===== Dataset entries =====

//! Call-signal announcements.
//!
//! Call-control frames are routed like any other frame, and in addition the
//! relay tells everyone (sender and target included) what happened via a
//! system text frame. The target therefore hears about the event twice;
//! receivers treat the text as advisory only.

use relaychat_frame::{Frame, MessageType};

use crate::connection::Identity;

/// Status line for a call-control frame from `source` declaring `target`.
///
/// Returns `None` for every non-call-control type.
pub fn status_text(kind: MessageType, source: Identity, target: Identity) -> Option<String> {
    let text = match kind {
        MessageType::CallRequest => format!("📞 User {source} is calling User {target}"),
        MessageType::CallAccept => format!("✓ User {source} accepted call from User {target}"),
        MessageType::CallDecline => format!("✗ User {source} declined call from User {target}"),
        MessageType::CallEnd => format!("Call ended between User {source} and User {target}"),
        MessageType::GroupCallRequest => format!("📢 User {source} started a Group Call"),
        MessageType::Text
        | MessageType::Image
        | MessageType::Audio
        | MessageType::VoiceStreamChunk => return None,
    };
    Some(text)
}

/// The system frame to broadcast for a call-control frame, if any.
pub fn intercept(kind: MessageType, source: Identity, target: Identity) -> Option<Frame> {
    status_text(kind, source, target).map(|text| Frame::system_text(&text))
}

=====
===== Dataset entries =====

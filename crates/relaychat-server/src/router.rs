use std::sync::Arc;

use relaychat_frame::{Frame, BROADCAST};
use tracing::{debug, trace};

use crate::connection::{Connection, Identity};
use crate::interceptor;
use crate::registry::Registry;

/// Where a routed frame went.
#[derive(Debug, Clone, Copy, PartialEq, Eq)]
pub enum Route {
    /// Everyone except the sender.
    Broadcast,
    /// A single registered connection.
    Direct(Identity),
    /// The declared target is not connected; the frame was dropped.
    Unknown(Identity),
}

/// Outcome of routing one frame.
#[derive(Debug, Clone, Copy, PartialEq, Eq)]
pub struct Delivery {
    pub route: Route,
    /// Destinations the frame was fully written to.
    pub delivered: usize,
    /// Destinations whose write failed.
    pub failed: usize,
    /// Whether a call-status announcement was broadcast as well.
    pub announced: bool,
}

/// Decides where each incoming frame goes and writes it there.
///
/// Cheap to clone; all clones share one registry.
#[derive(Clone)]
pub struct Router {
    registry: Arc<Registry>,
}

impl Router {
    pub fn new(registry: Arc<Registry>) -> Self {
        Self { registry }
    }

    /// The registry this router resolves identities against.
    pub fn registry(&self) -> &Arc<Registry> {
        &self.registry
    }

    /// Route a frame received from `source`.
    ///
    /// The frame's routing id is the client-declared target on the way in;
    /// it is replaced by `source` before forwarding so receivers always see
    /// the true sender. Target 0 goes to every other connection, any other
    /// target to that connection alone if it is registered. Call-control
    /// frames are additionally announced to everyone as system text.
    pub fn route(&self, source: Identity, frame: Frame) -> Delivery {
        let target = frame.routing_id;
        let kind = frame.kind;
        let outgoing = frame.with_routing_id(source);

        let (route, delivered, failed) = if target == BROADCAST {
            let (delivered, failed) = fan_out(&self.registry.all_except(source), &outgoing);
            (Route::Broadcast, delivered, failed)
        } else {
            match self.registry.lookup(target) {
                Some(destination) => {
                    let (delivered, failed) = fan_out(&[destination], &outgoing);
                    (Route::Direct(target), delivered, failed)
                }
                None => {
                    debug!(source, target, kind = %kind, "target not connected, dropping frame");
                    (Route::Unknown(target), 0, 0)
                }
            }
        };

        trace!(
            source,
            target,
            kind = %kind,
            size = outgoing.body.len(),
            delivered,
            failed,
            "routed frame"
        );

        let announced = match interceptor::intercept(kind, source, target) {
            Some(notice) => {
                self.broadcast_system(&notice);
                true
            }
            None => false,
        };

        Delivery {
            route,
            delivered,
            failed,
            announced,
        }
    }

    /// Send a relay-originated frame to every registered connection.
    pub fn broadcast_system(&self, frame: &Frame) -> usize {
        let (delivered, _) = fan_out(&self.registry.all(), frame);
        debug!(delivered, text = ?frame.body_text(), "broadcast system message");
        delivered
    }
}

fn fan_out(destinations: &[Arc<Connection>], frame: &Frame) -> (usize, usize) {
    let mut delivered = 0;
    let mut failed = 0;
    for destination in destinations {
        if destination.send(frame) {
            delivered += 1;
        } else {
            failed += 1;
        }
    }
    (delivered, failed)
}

=====
===== Dataset entries =====

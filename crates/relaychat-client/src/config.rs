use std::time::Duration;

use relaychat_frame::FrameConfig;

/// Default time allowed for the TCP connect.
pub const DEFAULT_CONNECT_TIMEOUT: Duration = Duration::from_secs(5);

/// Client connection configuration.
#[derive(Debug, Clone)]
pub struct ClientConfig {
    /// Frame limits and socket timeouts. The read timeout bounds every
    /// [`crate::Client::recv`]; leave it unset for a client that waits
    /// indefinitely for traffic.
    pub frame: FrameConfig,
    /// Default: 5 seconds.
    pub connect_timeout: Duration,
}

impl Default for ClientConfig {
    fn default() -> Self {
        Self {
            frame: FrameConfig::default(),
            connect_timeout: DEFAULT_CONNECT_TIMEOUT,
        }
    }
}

=====

Work to complete:
Your answer should be the lines above from the one containing "use crate::registry::Registry;" through the one containing "whose write failed.", copied exactly and with both ends kept.

Answer to the problem:
use crate::registry::Registry;

/// Where a routed frame went.
#[derive(Debug, Clone, Copy, PartialEq, Eq)]
pub enum Route {
    /// Everyone except the sender.
    Broadcast,
    /// A single registered connection.
    Direct(Identity),
    /// The declared target is not connected; the frame was dropped.
    Unknown(Identity),
}

/// Outcome of routing one frame.
#[derive(Debug, Clone, Copy, PartialEq, Eq)]
pub struct Delivery {
    pub route: Route,
    /// Destinations the frame was fully written to.
    pub delivered: usize,
    /// Destinations whose write failed.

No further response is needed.